[Exercise aim] Please filter the listing for the string "pairs" and copy each matching line.
-- Record set follows --
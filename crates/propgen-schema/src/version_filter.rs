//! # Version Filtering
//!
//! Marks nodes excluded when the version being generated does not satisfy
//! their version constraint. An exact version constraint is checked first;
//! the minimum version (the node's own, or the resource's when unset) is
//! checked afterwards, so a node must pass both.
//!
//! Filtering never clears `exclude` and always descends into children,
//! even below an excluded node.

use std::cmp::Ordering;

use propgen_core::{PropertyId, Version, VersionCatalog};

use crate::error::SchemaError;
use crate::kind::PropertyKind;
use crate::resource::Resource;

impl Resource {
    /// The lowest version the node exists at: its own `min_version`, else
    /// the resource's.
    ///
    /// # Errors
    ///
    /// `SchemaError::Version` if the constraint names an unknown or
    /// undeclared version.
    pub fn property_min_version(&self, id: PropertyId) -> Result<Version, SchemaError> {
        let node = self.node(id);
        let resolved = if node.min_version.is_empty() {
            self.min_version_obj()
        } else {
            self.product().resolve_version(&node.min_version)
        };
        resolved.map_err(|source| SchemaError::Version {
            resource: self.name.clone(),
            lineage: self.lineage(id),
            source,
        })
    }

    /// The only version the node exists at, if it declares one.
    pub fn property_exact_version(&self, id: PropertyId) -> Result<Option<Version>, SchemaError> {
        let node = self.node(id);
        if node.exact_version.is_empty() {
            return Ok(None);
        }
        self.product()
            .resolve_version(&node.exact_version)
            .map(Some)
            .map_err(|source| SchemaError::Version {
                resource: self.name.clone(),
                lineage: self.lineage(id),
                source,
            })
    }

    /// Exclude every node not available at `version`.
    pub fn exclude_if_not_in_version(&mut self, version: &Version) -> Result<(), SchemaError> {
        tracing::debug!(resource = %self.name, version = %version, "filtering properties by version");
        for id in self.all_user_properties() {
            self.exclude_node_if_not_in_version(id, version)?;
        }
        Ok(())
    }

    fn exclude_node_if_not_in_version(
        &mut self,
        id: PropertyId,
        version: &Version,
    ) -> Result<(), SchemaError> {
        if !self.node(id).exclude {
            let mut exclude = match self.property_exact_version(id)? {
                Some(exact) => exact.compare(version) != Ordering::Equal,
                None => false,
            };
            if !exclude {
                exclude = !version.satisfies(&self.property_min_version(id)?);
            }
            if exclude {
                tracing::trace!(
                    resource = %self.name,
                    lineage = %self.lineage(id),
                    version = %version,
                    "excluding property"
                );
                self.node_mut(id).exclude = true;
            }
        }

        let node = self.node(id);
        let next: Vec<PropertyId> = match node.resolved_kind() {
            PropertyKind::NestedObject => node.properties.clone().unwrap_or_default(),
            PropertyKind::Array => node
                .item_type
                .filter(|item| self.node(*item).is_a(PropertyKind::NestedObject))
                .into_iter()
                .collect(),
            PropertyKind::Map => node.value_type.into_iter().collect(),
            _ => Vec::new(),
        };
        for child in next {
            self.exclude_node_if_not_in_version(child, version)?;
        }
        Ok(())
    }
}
-- Record set concluded --
-- Record set follows --
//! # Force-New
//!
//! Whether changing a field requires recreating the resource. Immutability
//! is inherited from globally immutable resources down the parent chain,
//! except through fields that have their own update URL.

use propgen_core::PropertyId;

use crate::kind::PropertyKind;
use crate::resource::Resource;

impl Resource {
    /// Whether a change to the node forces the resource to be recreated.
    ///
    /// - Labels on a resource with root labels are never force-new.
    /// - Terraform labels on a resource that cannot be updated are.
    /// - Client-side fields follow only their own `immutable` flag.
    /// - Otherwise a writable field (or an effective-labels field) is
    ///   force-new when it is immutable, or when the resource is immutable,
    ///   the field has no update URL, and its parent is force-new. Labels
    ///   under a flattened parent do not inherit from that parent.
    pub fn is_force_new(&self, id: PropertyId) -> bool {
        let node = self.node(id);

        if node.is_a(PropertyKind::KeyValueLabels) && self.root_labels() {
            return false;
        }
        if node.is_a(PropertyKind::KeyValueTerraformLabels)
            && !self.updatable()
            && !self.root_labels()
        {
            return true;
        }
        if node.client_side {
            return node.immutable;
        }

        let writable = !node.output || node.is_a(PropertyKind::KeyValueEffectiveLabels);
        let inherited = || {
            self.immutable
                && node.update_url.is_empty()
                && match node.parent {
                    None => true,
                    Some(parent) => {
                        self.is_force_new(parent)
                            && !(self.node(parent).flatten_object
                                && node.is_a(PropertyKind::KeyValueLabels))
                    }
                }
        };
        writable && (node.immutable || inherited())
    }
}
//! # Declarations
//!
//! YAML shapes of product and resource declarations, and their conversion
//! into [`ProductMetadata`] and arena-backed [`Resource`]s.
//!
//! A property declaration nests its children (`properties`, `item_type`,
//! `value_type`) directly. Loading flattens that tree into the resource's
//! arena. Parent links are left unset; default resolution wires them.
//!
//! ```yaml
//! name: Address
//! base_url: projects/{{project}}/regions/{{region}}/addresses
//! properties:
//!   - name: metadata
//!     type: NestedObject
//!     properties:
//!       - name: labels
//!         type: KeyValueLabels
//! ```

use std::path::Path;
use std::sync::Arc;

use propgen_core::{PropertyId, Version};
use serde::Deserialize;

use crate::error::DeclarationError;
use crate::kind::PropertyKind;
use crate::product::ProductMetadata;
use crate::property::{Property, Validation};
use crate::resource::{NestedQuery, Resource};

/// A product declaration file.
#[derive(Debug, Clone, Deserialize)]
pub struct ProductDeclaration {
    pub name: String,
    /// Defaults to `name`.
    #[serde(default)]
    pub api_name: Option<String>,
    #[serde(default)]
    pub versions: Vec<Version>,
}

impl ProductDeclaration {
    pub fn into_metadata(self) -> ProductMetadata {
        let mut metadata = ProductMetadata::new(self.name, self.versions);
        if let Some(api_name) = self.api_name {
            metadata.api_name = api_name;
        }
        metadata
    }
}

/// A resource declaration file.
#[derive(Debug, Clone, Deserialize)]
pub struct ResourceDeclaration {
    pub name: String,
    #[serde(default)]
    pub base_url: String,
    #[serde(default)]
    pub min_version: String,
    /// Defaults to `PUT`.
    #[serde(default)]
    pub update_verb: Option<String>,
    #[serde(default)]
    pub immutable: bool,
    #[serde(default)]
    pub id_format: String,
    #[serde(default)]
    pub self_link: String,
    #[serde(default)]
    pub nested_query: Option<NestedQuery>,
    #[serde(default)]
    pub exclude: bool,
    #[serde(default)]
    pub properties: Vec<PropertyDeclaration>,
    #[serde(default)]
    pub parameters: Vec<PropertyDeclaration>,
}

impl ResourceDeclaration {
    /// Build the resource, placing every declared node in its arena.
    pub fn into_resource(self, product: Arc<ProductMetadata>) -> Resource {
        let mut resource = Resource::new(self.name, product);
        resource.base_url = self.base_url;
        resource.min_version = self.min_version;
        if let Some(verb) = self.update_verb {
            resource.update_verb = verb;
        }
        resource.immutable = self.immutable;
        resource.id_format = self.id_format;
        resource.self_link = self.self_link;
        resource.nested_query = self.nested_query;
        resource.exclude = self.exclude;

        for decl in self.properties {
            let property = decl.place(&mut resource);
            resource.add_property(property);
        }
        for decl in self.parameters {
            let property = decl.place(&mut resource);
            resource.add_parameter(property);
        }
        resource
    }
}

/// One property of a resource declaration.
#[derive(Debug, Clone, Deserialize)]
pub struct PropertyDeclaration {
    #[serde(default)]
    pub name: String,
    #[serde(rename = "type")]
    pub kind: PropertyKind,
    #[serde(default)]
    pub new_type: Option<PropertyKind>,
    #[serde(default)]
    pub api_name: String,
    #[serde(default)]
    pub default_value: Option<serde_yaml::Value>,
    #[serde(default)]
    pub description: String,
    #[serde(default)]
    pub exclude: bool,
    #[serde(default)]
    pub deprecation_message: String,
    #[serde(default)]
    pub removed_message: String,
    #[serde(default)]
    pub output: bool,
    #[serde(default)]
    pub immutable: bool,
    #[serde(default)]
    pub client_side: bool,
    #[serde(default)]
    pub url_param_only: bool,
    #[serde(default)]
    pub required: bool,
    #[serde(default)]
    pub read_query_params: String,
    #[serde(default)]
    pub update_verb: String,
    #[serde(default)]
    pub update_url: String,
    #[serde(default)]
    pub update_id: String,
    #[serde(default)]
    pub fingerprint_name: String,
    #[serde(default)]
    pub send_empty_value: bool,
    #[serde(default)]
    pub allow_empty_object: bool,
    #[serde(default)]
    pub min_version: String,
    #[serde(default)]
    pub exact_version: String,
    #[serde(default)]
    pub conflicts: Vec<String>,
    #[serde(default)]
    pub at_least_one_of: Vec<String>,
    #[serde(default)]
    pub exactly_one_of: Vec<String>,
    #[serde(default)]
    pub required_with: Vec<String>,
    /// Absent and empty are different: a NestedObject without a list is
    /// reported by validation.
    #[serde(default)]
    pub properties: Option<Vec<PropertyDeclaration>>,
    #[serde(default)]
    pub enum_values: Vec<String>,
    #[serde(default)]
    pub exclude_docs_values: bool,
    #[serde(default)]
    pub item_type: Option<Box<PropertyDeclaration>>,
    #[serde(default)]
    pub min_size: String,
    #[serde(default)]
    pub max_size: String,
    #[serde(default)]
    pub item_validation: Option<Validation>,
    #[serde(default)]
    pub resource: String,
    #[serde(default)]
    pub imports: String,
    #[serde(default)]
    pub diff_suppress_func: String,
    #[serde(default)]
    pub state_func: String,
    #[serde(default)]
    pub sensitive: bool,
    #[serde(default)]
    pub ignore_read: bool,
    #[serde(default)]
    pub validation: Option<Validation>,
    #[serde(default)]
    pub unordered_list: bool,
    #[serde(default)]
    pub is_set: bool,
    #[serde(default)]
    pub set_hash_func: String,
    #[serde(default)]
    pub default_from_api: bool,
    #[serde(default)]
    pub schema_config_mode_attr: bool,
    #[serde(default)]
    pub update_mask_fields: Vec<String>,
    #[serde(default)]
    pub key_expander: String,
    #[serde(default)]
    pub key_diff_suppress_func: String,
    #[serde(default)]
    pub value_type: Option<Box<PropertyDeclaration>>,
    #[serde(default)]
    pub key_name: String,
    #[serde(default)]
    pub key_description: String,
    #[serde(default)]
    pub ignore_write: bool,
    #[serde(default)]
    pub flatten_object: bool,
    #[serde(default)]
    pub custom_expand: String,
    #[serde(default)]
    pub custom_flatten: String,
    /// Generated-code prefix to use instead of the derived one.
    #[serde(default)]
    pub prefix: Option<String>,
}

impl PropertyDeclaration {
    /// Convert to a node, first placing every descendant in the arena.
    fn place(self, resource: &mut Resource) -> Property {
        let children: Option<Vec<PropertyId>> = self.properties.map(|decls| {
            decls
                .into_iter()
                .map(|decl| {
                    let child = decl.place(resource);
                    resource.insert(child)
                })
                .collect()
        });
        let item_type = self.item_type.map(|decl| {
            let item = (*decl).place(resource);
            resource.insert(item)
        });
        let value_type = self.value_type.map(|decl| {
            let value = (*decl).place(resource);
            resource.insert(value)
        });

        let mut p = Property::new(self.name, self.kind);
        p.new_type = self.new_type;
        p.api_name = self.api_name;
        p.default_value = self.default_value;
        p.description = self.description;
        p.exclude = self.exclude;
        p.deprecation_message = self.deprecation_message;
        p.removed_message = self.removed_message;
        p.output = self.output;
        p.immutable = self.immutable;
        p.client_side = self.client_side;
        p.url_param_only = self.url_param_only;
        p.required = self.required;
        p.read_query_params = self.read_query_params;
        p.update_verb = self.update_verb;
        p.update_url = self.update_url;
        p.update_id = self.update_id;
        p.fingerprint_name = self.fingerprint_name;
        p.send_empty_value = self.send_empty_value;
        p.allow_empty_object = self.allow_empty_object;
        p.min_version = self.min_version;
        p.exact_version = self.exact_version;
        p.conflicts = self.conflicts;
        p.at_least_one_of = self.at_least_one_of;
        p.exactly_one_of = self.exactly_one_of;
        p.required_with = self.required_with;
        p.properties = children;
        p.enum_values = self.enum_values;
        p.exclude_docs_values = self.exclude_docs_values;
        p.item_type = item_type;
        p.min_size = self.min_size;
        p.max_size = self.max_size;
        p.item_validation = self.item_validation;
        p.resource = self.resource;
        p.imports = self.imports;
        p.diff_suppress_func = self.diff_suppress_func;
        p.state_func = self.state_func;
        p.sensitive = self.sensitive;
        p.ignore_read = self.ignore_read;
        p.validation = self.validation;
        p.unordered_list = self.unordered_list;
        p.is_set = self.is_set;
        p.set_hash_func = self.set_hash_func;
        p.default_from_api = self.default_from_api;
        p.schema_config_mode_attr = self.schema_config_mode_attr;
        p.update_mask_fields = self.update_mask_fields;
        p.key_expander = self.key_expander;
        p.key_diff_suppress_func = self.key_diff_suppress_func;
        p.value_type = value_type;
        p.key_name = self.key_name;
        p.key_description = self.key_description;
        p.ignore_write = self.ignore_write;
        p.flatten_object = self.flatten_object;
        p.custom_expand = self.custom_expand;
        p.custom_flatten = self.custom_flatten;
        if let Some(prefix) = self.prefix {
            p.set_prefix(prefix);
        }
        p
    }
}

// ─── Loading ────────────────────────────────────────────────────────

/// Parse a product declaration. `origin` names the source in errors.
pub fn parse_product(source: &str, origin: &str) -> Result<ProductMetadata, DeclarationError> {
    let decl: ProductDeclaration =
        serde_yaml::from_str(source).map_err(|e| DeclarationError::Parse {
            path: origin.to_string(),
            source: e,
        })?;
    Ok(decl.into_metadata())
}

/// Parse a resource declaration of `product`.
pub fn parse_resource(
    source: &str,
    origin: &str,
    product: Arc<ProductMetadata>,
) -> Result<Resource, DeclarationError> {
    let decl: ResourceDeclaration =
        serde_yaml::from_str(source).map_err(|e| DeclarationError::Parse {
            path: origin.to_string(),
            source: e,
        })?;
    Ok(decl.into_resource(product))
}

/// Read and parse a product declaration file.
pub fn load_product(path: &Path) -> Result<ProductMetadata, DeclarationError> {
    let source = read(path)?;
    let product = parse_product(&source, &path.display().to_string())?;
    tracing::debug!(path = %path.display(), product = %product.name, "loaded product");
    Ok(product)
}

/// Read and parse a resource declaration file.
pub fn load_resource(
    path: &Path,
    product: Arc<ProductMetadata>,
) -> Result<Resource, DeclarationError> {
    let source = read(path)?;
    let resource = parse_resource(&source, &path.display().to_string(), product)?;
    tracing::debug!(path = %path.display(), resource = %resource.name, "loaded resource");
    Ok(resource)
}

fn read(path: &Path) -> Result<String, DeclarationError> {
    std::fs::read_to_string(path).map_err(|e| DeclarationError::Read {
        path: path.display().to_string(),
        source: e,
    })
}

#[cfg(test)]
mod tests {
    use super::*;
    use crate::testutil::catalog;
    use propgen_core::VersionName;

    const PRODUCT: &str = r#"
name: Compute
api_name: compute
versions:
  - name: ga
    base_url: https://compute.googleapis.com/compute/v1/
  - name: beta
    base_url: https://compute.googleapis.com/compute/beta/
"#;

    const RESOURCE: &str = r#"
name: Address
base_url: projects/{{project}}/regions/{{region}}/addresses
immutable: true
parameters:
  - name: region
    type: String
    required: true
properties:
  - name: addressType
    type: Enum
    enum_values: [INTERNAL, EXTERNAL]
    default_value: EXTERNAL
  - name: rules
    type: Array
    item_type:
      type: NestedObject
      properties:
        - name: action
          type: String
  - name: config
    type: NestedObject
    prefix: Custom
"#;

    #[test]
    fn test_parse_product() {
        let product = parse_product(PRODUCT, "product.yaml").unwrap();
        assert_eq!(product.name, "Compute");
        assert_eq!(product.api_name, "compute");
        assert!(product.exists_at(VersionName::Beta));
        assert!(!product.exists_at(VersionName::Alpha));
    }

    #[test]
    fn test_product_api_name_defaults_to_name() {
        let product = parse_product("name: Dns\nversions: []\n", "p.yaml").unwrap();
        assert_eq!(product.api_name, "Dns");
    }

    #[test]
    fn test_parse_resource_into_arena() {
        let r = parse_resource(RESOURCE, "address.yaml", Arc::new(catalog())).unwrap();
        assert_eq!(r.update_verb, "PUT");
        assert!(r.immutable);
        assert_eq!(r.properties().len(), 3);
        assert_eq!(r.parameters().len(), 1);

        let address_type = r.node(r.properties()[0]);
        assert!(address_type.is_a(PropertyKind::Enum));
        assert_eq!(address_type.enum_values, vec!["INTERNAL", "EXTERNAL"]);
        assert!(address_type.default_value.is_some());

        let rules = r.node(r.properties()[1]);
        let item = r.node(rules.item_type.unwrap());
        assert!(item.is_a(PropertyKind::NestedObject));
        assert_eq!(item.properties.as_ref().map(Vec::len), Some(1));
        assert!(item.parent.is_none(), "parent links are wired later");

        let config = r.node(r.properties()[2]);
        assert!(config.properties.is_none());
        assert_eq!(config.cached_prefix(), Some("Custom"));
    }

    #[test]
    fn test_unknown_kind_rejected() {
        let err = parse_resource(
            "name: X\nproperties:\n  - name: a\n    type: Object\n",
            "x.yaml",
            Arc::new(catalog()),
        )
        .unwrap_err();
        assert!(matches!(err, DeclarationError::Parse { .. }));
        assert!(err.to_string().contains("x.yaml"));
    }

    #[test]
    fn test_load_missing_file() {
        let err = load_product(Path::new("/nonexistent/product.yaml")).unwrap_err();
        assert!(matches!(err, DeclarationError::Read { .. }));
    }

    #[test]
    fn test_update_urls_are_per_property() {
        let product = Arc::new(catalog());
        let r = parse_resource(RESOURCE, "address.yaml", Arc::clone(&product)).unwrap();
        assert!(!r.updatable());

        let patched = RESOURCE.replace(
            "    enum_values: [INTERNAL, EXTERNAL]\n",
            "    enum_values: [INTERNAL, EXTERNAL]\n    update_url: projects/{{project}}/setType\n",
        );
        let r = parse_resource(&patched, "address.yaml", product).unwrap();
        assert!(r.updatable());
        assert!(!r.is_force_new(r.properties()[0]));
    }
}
-- Record set concluded --
-- Record set follows --
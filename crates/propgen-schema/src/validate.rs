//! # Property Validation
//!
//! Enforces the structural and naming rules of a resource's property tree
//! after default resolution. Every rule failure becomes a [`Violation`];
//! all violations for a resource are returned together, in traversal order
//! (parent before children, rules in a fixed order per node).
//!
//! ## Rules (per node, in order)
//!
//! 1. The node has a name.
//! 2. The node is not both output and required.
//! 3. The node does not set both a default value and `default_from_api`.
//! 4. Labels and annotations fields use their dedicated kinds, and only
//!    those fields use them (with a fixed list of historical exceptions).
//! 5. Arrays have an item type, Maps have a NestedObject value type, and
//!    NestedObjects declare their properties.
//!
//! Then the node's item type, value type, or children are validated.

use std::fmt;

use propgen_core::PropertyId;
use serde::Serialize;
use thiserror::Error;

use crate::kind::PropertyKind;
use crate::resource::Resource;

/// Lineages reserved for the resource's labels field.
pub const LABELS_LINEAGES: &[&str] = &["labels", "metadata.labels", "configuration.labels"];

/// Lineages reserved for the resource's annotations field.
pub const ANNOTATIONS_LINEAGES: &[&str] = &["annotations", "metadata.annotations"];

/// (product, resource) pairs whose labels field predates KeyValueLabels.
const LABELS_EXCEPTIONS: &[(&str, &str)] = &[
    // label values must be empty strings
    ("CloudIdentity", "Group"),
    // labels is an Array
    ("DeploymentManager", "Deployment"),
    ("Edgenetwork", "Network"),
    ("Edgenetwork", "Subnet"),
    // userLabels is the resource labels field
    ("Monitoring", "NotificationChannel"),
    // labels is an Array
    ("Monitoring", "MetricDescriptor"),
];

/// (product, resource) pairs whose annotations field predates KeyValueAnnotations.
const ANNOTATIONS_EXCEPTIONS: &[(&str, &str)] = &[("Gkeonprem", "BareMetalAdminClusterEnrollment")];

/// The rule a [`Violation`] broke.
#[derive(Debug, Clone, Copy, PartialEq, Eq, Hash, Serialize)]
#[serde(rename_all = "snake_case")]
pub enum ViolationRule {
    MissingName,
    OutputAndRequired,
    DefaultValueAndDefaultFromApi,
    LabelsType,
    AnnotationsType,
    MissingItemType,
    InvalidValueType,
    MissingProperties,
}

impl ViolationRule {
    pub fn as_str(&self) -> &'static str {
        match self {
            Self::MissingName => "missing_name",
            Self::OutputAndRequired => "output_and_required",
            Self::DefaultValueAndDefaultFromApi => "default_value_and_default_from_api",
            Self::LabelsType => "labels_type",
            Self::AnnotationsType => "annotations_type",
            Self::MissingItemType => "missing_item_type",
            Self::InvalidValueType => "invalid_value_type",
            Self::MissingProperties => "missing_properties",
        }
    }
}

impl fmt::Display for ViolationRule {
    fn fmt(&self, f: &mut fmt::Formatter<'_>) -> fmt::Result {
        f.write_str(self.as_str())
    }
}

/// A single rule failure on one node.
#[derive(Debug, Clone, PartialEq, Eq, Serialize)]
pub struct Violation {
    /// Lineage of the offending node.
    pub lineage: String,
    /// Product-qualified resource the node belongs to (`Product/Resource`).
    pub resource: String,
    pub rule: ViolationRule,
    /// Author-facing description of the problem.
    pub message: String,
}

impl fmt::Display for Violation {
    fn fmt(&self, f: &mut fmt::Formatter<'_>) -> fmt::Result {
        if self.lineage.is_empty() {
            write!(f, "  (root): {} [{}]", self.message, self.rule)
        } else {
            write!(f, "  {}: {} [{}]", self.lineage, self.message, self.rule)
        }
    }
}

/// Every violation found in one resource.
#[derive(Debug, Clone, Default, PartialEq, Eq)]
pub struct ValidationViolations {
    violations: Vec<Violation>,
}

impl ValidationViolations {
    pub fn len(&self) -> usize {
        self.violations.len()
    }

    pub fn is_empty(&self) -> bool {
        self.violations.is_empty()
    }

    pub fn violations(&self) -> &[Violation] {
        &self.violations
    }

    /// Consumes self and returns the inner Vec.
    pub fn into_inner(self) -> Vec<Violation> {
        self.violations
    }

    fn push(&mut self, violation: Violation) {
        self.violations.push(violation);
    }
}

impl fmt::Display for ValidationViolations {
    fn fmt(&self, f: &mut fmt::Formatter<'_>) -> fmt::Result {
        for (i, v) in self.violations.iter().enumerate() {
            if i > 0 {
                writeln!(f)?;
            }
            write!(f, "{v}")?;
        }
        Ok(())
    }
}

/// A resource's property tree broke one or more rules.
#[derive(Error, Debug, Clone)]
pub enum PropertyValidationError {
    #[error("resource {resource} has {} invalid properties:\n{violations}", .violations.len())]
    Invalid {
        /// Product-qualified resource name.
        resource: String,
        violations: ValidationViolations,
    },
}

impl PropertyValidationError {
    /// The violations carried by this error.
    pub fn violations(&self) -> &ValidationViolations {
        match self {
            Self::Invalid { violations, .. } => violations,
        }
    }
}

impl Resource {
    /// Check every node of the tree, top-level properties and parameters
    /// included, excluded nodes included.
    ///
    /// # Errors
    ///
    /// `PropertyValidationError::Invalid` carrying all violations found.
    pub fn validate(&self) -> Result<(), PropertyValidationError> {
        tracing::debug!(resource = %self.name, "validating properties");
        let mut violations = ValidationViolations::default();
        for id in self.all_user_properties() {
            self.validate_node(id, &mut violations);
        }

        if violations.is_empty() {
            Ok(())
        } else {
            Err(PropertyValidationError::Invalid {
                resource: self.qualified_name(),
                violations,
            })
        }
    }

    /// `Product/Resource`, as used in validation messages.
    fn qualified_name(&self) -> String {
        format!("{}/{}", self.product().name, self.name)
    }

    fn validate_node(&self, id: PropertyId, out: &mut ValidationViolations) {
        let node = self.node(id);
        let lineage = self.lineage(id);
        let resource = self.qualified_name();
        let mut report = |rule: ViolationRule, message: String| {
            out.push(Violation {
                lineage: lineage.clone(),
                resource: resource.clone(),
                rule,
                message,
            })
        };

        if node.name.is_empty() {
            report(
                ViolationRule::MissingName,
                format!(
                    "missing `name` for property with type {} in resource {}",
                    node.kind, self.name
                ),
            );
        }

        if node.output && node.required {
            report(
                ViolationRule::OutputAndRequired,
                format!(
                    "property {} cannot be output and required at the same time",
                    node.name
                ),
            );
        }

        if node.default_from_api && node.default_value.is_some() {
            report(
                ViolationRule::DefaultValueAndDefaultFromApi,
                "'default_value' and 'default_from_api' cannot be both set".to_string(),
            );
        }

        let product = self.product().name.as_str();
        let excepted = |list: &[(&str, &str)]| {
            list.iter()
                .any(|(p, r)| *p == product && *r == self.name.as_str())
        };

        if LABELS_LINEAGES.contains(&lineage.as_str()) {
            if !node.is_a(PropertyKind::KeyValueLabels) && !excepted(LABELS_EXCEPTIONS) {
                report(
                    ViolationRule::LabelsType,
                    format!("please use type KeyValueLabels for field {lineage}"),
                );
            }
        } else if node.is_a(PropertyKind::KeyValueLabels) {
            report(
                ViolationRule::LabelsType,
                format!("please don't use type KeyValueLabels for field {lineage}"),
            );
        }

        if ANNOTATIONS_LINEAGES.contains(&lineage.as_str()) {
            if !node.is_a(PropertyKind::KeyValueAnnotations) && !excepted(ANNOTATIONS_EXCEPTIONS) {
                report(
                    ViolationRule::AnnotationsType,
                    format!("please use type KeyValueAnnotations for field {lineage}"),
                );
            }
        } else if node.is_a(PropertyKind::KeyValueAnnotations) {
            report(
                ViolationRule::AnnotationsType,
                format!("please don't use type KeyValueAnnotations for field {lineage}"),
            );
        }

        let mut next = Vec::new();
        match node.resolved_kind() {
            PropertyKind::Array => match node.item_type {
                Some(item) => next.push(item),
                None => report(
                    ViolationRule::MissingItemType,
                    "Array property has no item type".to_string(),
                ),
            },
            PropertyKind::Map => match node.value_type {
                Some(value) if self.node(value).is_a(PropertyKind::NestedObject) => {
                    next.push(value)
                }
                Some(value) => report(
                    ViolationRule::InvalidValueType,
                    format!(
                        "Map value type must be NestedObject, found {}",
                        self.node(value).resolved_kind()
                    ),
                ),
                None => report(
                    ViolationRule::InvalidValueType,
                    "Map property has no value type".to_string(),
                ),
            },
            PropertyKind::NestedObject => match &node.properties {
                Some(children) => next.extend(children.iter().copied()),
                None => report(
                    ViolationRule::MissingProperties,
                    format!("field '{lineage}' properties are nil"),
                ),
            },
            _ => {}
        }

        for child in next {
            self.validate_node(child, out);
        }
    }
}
-- Record set concluded --
[Response area]
/// (product, resource) pairs whose labels field predates KeyValueLabels.
/// (product, resource) pairs whose annotations field predates KeyValueAnnotations.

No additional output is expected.